Fish Sticks with Tartar Sauce, Sliced Cheese on Wheat Bun and Buffalo Bleu Chips


----------



## missionaryman (Aug 1, 2008)

MMM...
but what are buffalo bleu chips - they look yum.


----------



## greenLED (Aug 1, 2008)

Costa Rican "chicharrones", cooked over a wooden stove and served with a bit of lemon and corn flour tortillas. Oh, yeah, the pork was organically-grown.


----------



## ernsanada (Aug 1, 2008)

missionaryman said:


> MMM...
> but what are buffalo bleu chips - they look yum.


----------



## ernsanada (Aug 3, 2008)

My local Buddhist Church Carnival is having the annual Obon Festival.

I got me a Chili Tamale.







2 Chirashi Rice.


----------



## bitslammer (Aug 4, 2008)

Tonight it's Spatchcocked Chicken and Garlic Rosemary baked potatoes


----------



## Coop (Aug 6, 2008)

Made a nice B-Day dinner for my wife today... Some nice Sushi 






Ok, it doesn't look as good as the restaurant stuff, but it tasted great!

And for desert:






Green Tea flavored cake with chocolate chips. Garnished with whipped cream and 3 different kinds of chocolate sprinkles. Very yummy... Something I will definitely make again if i ever feel the urge to bake something.


----------



## missionaryman (Aug 6, 2008)

lunch today - nothing fancy, ham & salad sandwich on seed bread, coffee & a buzz lightyear cup cake left over from world youth day rations


----------



## Nyctophiliac (Aug 7, 2008)

This is Pot Noodle. Its very bad for you. I hadn't had one in several years. Last night, I caved in. It was lovely!!! ( Other instant noodle snacks are available!)







Be lucky...


----------



## bitslammer (Aug 8, 2008)

Tonight - "Brick Oven Pizza" Cooked on the Big Green Egg @ 600*F


----------



## addictedmatt (Aug 8, 2008)

That pizza looks awesome!


----------



## ernsanada (Aug 8, 2008)

White Castle Cheeseburgers.

Frozen version. This is the only kind we can get out here in So Cal.


----------



## beach honda (Aug 8, 2008)

Todays Lunch:

Pork Tenderloin With Garlic\Habanero Salsa
Avocado Sliced
Tomato Sliced
Orange Sliced
Toasted bagel with over easy fried egg on top!

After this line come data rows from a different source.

//! The normalization engine.
//!
//! Operations may leave the tree in shapes the rest of the crate does not
//! expect: empty elements, runs of same-formatted texts, blocks mixed with
//! inline content. Every operation marks the paths it may have broken as
//! dirty, and [`Editor::normalize`] drains that set, repairing one node at a
//! time until no rule fires on it. Repairs are ordinary operations, so they
//! dirty further paths, which the same pass then drains.
//!
//! The core rules, in the order they are tried on an element:
//!
//! 1. A non-root element with no children gets an empty text.
//! 2. Adjacent texts with the same marks are merged. Otherwise an empty one
//!    of the pair is removed.
//! 3. In an inline container, an inline element has a text right before it
//!    and, if it is the last child, right after it.
//! 4. Children are either all blocks, or all texts and inline elements,
//!    following the first child. Offenders are removed.
//!
//! Schema [`Rule`](crate::schema::Rule)s run after these. A pass gives up
//! with [`NormalizeError::IterationLimit`] once it has done
//! `iteration-factor` times as many steps as it had dirty paths, which only
//! happens when rules undo each other.
//!
//! Once the tree is stable, the selection and annotations are checked: each
//! point must sit in a text leaf, within its length.

use thiserror::Error;
use tracing::{
  debug,
  trace,
  warn,
};

use crate::{
  editor::{
    Editor,
    Result,
  },
  node::{
    Element,
    Node,
    NodesOptions,
    Text,
  },
  operation::Operation,
  path::{
    Affinity,
    Path,
  },
  point::Point,
  range::{
    Range,
    RangePatch,
  },
  refs::PathRef,
  schema::{
    Repair,
    Schema,
  },
  value::fallback_point,
};

#[derive(Debug, Error, PartialEq, Eq)]
#[non_exhaustive]
pub enum NormalizeError {
  #[error(
    "normalization did not settle after {limit} iterations (last at {path}); a rule is probably \
     undoing another one"
  )]
  IterationLimit { limit: usize, path: Path },
}

#[derive(Debug, Clone, Copy, Default, PartialEq, Eq)]
pub struct NormalizeOptions {
  /// Treat every node as dirty.
  pub force: bool,
}

/// What the range pass does with one range.
enum RangeFix {
  Keep,
  Replace(Range),
  Drop,
}

struct Budget {
  spent: usize,
  limit: usize,
}

impl Budget {
  fn spend(&mut self, path: &Path) -> Result<()> {
    self.spent += 1;
    if self.spent > self.limit {
      warn!(limit = self.limit, %path, "normalization iteration limit exceeded");
      return Err(
        NormalizeError::IterationLimit {
          limit: self.limit,
          path:  path.clone(),
        }
        .into(),
      );
    }
    Ok(())
  }
}

impl Editor {
  /// Drain the dirty paths, repairing every invalid node. A no-op while
  /// normalization is suspended.
  pub fn normalize(&mut self, options: NormalizeOptions) -> Result<()> {
    if self.is_normalizing_suspended() {
      return Ok(());
    }
    if options.force {
      let paths: Vec<Path> = self
        .value()
        .document()
        .nodes(NodesOptions::default())
        .map(|(path, _)| path)
        .collect();
      self.mark_dirty(paths);
    }
    if self.dirty_len() == 0 {
      return Ok(());
    }

    let _guard = self.suspend_normalizing();
    let mut budget = Budget {
      spent: 0,
      limit: self.dirty_len().max(1) * self.config().normalize.iteration_factor,
    };
    let mut repairs = 0;

    while let Some(path) = self.pop_dirty() {
      budget.spend(&path)?;
      if !self.value().document().has(&path) {
        continue;
      }

      let tracked = self.path_ref(path, Some(Affinity::Forward));
      let result = self.normalize_node(tracked, &mut budget, &mut repairs);
      self.unref_path(tracked);
      result?;
    }

    repairs += self.normalize_ranges()?;
    debug!(iterations = budget.spent, repairs, "normalized");
    Ok(())
  }

  /// Repair the node tracked by `tracked` until no rule fires on it or it
  /// stops existing.
  fn normalize_node(
    &mut self,
    tracked: PathRef,
    budget: &mut Budget,
    repairs: &mut usize,
  ) -> Result<()> {
    loop {
      let Some(path) = self.current_path(tracked).cloned() else {
        return Ok(());
      };
      let Some(repair) = self.find_repair(&path) else {
        return Ok(());
      };
      budget.spend(&path)?;
      repair(self)?;
      *repairs += 1;
    }
  }

  fn find_repair(&self, path: &Path) -> Option<Repair> {
    let node = self.value().document().get(path).ok()?;
    if let Node::Element(element) = node {
      if let Some((rule, repair)) = core_repair(self.schema(), element, path) {
        trace!(%path, rule, "repair");
        return Some(repair);
      }
    }
    self.schema().rules().iter().find_map(|rule| {
      let repair = rule.validate(self, node, path)?;
      trace!(%path, rule = rule.name(), "repair");
      Some(repair)
    })
  }

  /// Make the selection and every annotation point at text leaves again.
  /// Returns the number of ranges changed.
  fn normalize_ranges(&mut self) -> Result<usize> {
    let mut fixed = 0;

    if let Some(selection) = self.value().selection().cloned() {
      match self.fix_range(&selection) {
        RangeFix::Keep => {},
        RangeFix::Replace(range) => {
          let (before, after) = RangePatch::diff(&selection, &range);
          self.apply(Operation::SetSelection {
            properties:     Some(before),
            new_properties: Some(after),
          })?;
          fixed += 1;
        },
        RangeFix::Drop => {
          self.apply(Operation::SetSelection {
            properties:     Some(selection.into()),
            new_properties: None,
          })?;
          fixed += 1;
        },
      }
    }

    let annotations: Vec<(String, Range)> = self
      .value()
      .annotations()
      .iter()
      .map(|(key, range)| (key.clone(), range.clone()))
      .collect();
    for (key, annotation) in annotations {
      match self.fix_range(&annotation) {
        RangeFix::Keep => {},
        RangeFix::Replace(range) => {
          let (properties, new_properties) = RangePatch::diff(&annotation, &range);
          self.apply(Operation::SetAnnotation {
            key,
            properties,
            new_properties,
          })?;
          fixed += 1;
        },
        RangeFix::Drop => {
          debug!(key = %key, "annotation has no text left, removing");
          self.apply(Operation::RemoveAnnotation { key, annotation })?;
          fixed += 1;
        },
      }
    }

    Ok(fixed)
  }

  fn fix_range(&self, range: &Range) -> RangeFix {
    let (Some(anchor), Some(focus)) = (self.fix_point(&range.anchor), self.fix_point(&range.focus))
    else {
      return RangeFix::Drop;
    };
    if anchor == range.anchor && focus == range.focus {
      RangeFix::Keep
    } else {
      RangeFix::Replace(Range { anchor, focus })
    }
  }

  fn fix_point(&self, point: &Point) -> Option<Point> {
    let root = self.value().document();
    match root.leaf(&point.path) {
      Ok(text) => {
        Some(Point {
          path:   point.path.clone(),
          offset: point.offset.min(text.len()),
        })
      },
      Err(_) => fallback_point(root, &point.path),
    }
  }
}

fn insert_empty_text(path: Path) -> Repair {
  Box::new(move |editor: &mut Editor| {
    editor.apply(Operation::InsertNode {
      path,
      node: Node::text(""),
    })
  })
}

fn apply_one(op: Operation) -> Repair {
  Box::new(move |editor: &mut Editor| editor.apply(op))
}

/// Whether `element` holds texts and inline elements rather than blocks.
fn should_have_inlines(schema: &Schema, element: &Element, path: &Path) -> bool {
  if path.is_root() {
    return false;
  }
  schema.is_inline(element)
    || element
      .children
      .first()
      .is_none_or(|first| schema.is_inline_or_text(first))
}

/// The first core rule that fires on `element`, with its name.
fn core_repair(schema: &Schema, element: &Element, path: &Path) -> Option<(&'static str, Repair)> {
  let children = &element.children;

  if children.is_empty() && !path.is_root() {
    return Some(("empty-element", insert_empty_text(path.child(0))));
  }

  if let Some(repair) = adjacent_texts(schema, children, path) {
    return Some(("adjacent-texts", repair));
  }

  let inlines = should_have_inlines(schema, element, path);

  if inlines {
    for (index, child) in children.iter().enumerate() {
      let Node::Element(child) = child else {
        continue;
      };
      if !schema.is_inline(child) {
        continue;
      }
      let prev_is_text = index
        .checked_sub(1)
        .is_some_and(|prev| children[prev].is_text());
      if !prev_is_text {
        return Some(("inline-padding", insert_empty_text(path.child(index))));
      }
      if index + 1 == children.len() {
        return Some(("inline-padding", insert_empty_text(path.child(index + 1))));
      }
    }
  }

  let offenders: Vec<(Path, Node)> = children
    .iter()
    .enumerate()
    .filter(|(_, child)| schema.is_inline_or_text(child) != inlines)
    .map(|(index, child)| (path.child(index), child.clone()))
    .collect();
  if !offenders.is_empty() {
    let repair: Repair = Box::new(move |editor: &mut Editor| {
      // Last first, so the earlier paths stay valid.
      editor.apply_all(
        offenders
          .into_iter()
          .rev()
          .map(|(path, node)| Operation::RemoveNode { path, node }),
      )
    });
    return Some(("mixed-children", repair));
  }

  None
}

fn adjacent_texts(schema: &Schema, children: &[Node], path: &Path) -> Option<Repair> {
  let pads_inline = |index: usize| {
    children
      .get(index + 1)
      .and_then(Node::as_element)
      .is_some_and(|next| schema.is_inline(next))
  };
  children.windows(2).enumerate().find_map(|(index, pair)| {
    let (Node::Text(prev), Node::Text(text)) = (&pair[0], &pair[1]) else {
      return None;
    };
    let op = if prev.equals_loose(text) {
      merge_texts(path.child(index + 1), prev, text)
    } else if prev.is_empty() {
      Operation::RemoveNode {
        path: path.child(index),
        node: Node::Text(prev.clone()),
      }
    } else if text.is_empty() && !pads_inline(index + 1) {
      Operation::RemoveNode {
        path: path.child(index + 1),
        node: Node::Text(text.clone()),
      }
    } else {
      return None;
    };
    Some(apply_one(op))
  })
}

fn merge_texts(path: Path, prev: &Text, text: &Text) -> Operation {
  Operation::MergeNode {
    path,
    position: prev.len(),
    properties: text.marks.clone(),
  }
}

I love incorporating many colors into my meals


----------



## dim (Aug 9, 2008)

Dinner in Tel-Aviv.






73
dim


----------



## bitslammer (Aug 10, 2008)

Last Evening - Baby Back Ribs done 3-2-1 styel

3 hours - smoke
2 hours - braised in foil w/apple & orange juice
1 hour finished on grill


----------



## ernsanada (Aug 10, 2008)

My co-worker's wife from Barbados cooked us some Curry Chicken.


----------



## missionaryman (Aug 11, 2008)

that curry and those 3-2-1 ribs have just made me form the pool of drool


----------



## kaichu dento (Aug 11, 2008)

bitslammer said:


> Last Evening - Baby Back Ribs done 3-2-1 styel
> 
> 3 hours - smoke
> 2 hours - braised in foil w/apple & orange juice
> 1 hour finished on grill


I want some of those! 

I'm going to buy some ribs when I get to town next week and take them home! :twothumbs

Anything else I need to know, like temps or anything? :thinking:

Boy won't the folks be surprised when I tell them what we're having for dinner; get the barbie ready!


----------



## bitslammer (Aug 11, 2008)

kaichu dento said:


> I want some of those!
> 
> I'm going to buy some ribs when I get to town next week and take them home! :twothumbs
> 
> ...




Pretty easy really. The temp was kept at 225*F pretty much the whole time. It went up to 250-275*F or so when I opened the Egg to turn or move things due to the oxygen letting the lump charcoal burn hotter. 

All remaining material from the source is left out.